Bagliori nel vuoto



Laboratorio bagliori nel vuoto




Tubo di Geissler, non firmato, 2/2 XIX secolo
Al passaggio di una scarica elettrica, il tubo si illumina di un bagliore in cui sono ben visibili le "striae", o stratificazioni della luce, e lo spazio scuro di Faraday.



Tubi di Geissler a liquidi fluorescenti, non firmato, 3/4 XIX secolo


Tubo di Geissler a polveri fluorescenti, non firmato, circa 1879



Tubo di Crookes per mostrare l'azione fluorescente della materia radiante su un minerale fluorescente, non firmato, 4/4 XIX secolo


Tubo di Crookes per mostrare l'azione meccanica della materia radiante, non firmato, 4/4 XIX secolo

Tubo di Goldstein per raggi canale, non firmato, 4/4 XIX secolo
Con un tubo a vuoto di questo tipo, Eugen Goldstein nel 1886 mise in evidenza l'esistenza di raggi luminosi colorati che si muovevano dall'anodo verso il catodo, ossia in direzione opposta rispetto ai raggi catodici.

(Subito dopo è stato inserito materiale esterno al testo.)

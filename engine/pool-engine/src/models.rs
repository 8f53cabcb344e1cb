use chrono::{DateTime, Utc};
use serde::{Deserialize, Serialize};
use std::fmt;

use crate::error::GameDecisionError;

/// Team abbreviation; the stable identity of a team (e.g. "PIT")
#[derive(Debug, Clone, PartialEq, Eq, PartialOrd, Ord, Hash, Serialize, Deserialize)]
#[serde(from = "String")]
pub struct TeamAbbr(pub String);

impl From<String> for TeamAbbr {
    fn from(abbr: String) -> Self {
        TeamAbbr::new(abbr)
    }
}

impl TeamAbbr {
    pub fn new(abbr: impl Into<String>) -> Self {
        Self(abbr.into().to_uppercase())
    }

    pub fn as_str(&self) -> &str {
        &self.0
    }
}

impl fmt::Display for TeamAbbr {
    fn fmt(&self, f: &mut fmt::Formatter<'_>) -> fmt::Result {
        f.write_str(&self.0)
    }
}

/// A competing side
#[derive(Debug, Clone, PartialEq, Eq, Serialize, Deserialize)]
pub struct Team {
    pub abbreviation: TeamAbbr,
    pub name: String,
}

/// A pool participant sponsoring one team for one season
#[derive(Debug, Clone, PartialEq, Eq, Serialize, Deserialize)]
pub struct Owner {
    pub id: i64,
    pub first_name: String,
    pub last_name: String,
    pub season_start_year: i32,
    pub team: TeamAbbr,
    /// Cumulative winnings in whole dollars
    pub winnings: i64,
}

impl Owner {
    pub fn display_name(&self) -> String {
        format!("{} {}", self.first_name, self.last_name)
    }
}

/// Lifecycle of a game as reported by the feed
#[derive(Debug, Clone, Copy, PartialEq, Eq, Hash, Serialize, Deserialize)]
#[serde(rename_all = "SCREAMING_SNAKE_CASE")]
pub enum GameStatus {
    Queued,
    InProgress,
    Halftime,
    Final,
}

impl GameStatus {
    /// Map a feed status name (e.g. `STATUS_FINAL`) to a status.
    ///
    /// Anything outside the four known names is only ever seen mid-game, so it
    /// maps to `InProgress`.
    pub fn from_feed_name(name: &str) -> Self {
        match name.trim().to_uppercase().as_str() {
            "STATUS_SCHEDULED" => GameStatus::Queued,
            "STATUS_IN_PROGRESS" => GameStatus::InProgress,
            "STATUS_HALFTIME" => GameStatus::Halftime,
            "STATUS_FINAL" => GameStatus::Final,
            _ => GameStatus::InProgress,
        }
    }
}

/// One game of the current week, rebuilt from the feed on every query
#[derive(Debug, Clone, PartialEq, Serialize, Deserialize)]
pub struct GameRecord {
    pub home_team: Team,
    pub home_score: u32,
    pub away_team: Team,
    pub away_score: u32,
    pub status: GameStatus,
    pub start_time: DateTime<Utc>,
    /// Present only once play has started
    pub display_clock: Option<String>,
    pub period: Option<u32>,
    pub link: Option<String>,
}

impl GameRecord {
    pub fn is_queued(&self) -> bool {
        self.status == GameStatus::Queued
    }

    pub fn is_in_progress(&self) -> bool {
        self.status == GameStatus::InProgress
    }

    pub fn is_halftime(&self) -> bool {
        self.status == GameStatus::Halftime
    }

    pub fn is_final(&self) -> bool {
        self.status == GameStatus::Final
    }

    pub fn max_score(&self) -> u32 {
        self.home_score.max(self.away_score)
    }

    /// The lower (or equal) of the two scores
    pub fn min_score(&self) -> u32 {
        self.home_score.min(self.away_score)
    }

    pub fn matchup(&self) -> String {
        format!("{}@{}", self.away_team.abbreviation, self.home_team.abbreviation)
    }

    /// Both sides with their scores, home first
    pub fn sides(&self) -> [(&TeamAbbr, u32); 2] {
        [
            (&self.home_team.abbreviation, self.home_score),
            (&self.away_team.abbreviation, self.away_score),
        ]
    }

    /// The higher-scoring side of a finished game
    pub fn winner(&self) -> std::result::Result<TeamAbbr, GameDecisionError> {
        if !self.is_final() {
            return Err(GameDecisionError::NotFinished { matchup: self.matchup() });
        }
        if self.home_score == self.away_score {
            return Err(GameDecisionError::Tied { matchup: self.matchup() });
        }
        if self.home_score > self.away_score {
            Ok(self.home_team.abbreviation.clone())
        } else {
            Ok(self.away_team.abbreviation.clone())
        }
    }
}

/// Season phase as tagged by the feed
#[derive(Debug, Clone, Copy, PartialEq, Eq, PartialOrd, Ord, Hash, Serialize, Deserialize)]
#[serde(rename_all = "SCREAMING_SNAKE_CASE")]
pub enum SeasonPhase {
    Preseason,
    RegularSeason,
    Postseason,
}

impl SeasonPhase {
    /// Feed season type code: 1 = pre, 2 = regular, 3 = post
    pub fn from_code(code: i64) -> Option<Self> {
        match code {
            1 => Some(SeasonPhase::Preseason),
            2 => Some(SeasonPhase::RegularSeason),
            3 => Some(SeasonPhase::Postseason),
            _ => None,
        }
    }

    pub fn as_str(&self) -> &'static str {
        match self {
            SeasonPhase::Preseason => "PRESEASON",
            SeasonPhase::RegularSeason => "REGULAR_SEASON",
            SeasonPhase::Postseason => "POSTSEASON",
        }
    }

    pub fn parse(value: &str) -> Option<Self> {
        match value {
            "PRESEASON" => Some(SeasonPhase::Preseason),
            "REGULAR_SEASON" => Some(SeasonPhase::RegularSeason),
            "POSTSEASON" => Some(SeasonPhase::Postseason),
            _ => None,
        }
    }
}

/// All games of the current week
#[derive(Debug, Clone, PartialEq, Serialize, Deserialize)]
pub struct WeekSnapshot {
    /// 1..=18 in the regular season, 1..=5 in the postseason
    pub week: u32,
    pub phase: SeasonPhase,
    pub games: Vec<GameRecord>,
}

/// Identifies one week of one season
#[derive(Debug, Clone, Copy, PartialEq, Eq, PartialOrd, Ord, Hash, Serialize, Deserialize)]
pub struct WeekKey {
    pub season_start_year: i32,
    pub phase: SeasonPhase,
    pub week: u32,
}

impl fmt::Display for WeekKey {
    fn fmt(&self, f: &mut fmt::Formatter<'_>) -> fmt::Result {
        write!(f, "{} {} week {}", self.season_start_year, self.phase.as_str(), self.week)
    }
}

/// What a payout was awarded for
#[derive(Debug, Clone, Copy, PartialEq, Eq, PartialOrd, Ord, Hash, Serialize, Deserialize)]
#[serde(rename_all = "SCREAMING_SNAKE_CASE")]
pub enum PayoutCategory {
    Most,
    Least,
    Fifty,
    Playoff,
    SuperBowl,
}

impl PayoutCategory {
    pub fn as_str(&self) -> &'static str {
        match self {
            PayoutCategory::Most => "MOST",
            PayoutCategory::Least => "LEAST",
            PayoutCategory::Fifty => "FIFTY",
            PayoutCategory::Playoff => "PLAYOFF",
            PayoutCategory::SuperBowl => "SUPER_BOWL",
        }
    }

    pub fn parse(value: &str) -> Option<Self> {
        match value {
            "MOST" => Some(PayoutCategory::Most),
            "LEAST" => Some(PayoutCategory::Least),
            "FIFTY" => Some(PayoutCategory::Fifty),
            "PLAYOFF" => Some(PayoutCategory::Playoff),
            "SUPER_BOWL" => Some(PayoutCategory::SuperBowl),
            _ => None,
        }
    }
}

impl fmt::Display for PayoutCategory {
    fn fmt(&self, f: &mut fmt::Formatter<'_>) -> fmt::Result {
        f.write_str(self.as_str())
    }
}

/// A payout not yet written to the log
#[derive(Debug, Clone, PartialEq, Eq, Serialize, Deserialize)]
pub struct NewPayoutEvent {
    pub week: WeekKey,
    pub team: TeamAbbr,
    pub category: PayoutCategory,
    /// Whole dollars
    pub amount: i64,
}

/// A persisted payout log row
#[derive(Debug, Clone, PartialEq, Eq, Serialize, Deserialize)]
pub struct PayoutEvent {
    pub id: i64,
    pub week: WeekKey,
    pub team: TeamAbbr,
    pub category: PayoutCategory,
    pub amount: i64,
}

impl PayoutEvent {
    /// Dedup key within a week
    pub fn dedup_key(&self) -> (TeamAbbr, PayoutCategory) {
        (self.team.clone(), self.category)
    }
}

/// The rolling primary payout for regular season weeks
#[derive(Debug, Clone, Copy, PartialEq, Eq, Serialize, Deserialize)]
pub struct Pot {
    pub amount: i64,
    /// Last week whose pot rule has been applied
    pub settled_week: Option<WeekKey>,
    /// Pot value going into `settled_week`, before its rule was applied
    pub opening_amount: i64,
}

impl Pot {
    /// A pot no week has been settled against yet
    pub fn new(amount: i64) -> Self {
        Self { amount, settled_week: None, opening_amount: amount }
    }

    /// What the pot held at the start of `week`
    ///
    /// Once `week` has been settled the current amount already reflects its
    /// rule, so a re-run works from the saved opening value instead.
    pub fn opening_for(&self, week: WeekKey) -> i64 {
        if self.settled_week == Some(week) {
            self.opening_amount
        } else {
            self.amount
        }
    }
}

Per poter visualizzare tali raggi indipendentemente dai raggi catodici, Goldstein ebbe l'idea di forare il catodo permettendo così ai raggi di passare attraverso i vari fori o "canali" dietro il catodo stesso, in una zona dove li si poteva chiaramente vedere. Goldstein stesso coniò per questi raggi il nome di "raggi canale". Si scoprì rapidamente che si trattava di ioni positivi del gas contenuto, i quali si spostavano attratti dal catodo e passavano attraverso i fori, emettendo luce se l'energia era sufficiente. Sulla parete opposta del tubo, si vedeva invece la caratteristica fluorescenza dovuta all'impatto dei raggi catodici, ossia dei fasci di elettroni, contro le pareti in vetro del tubo.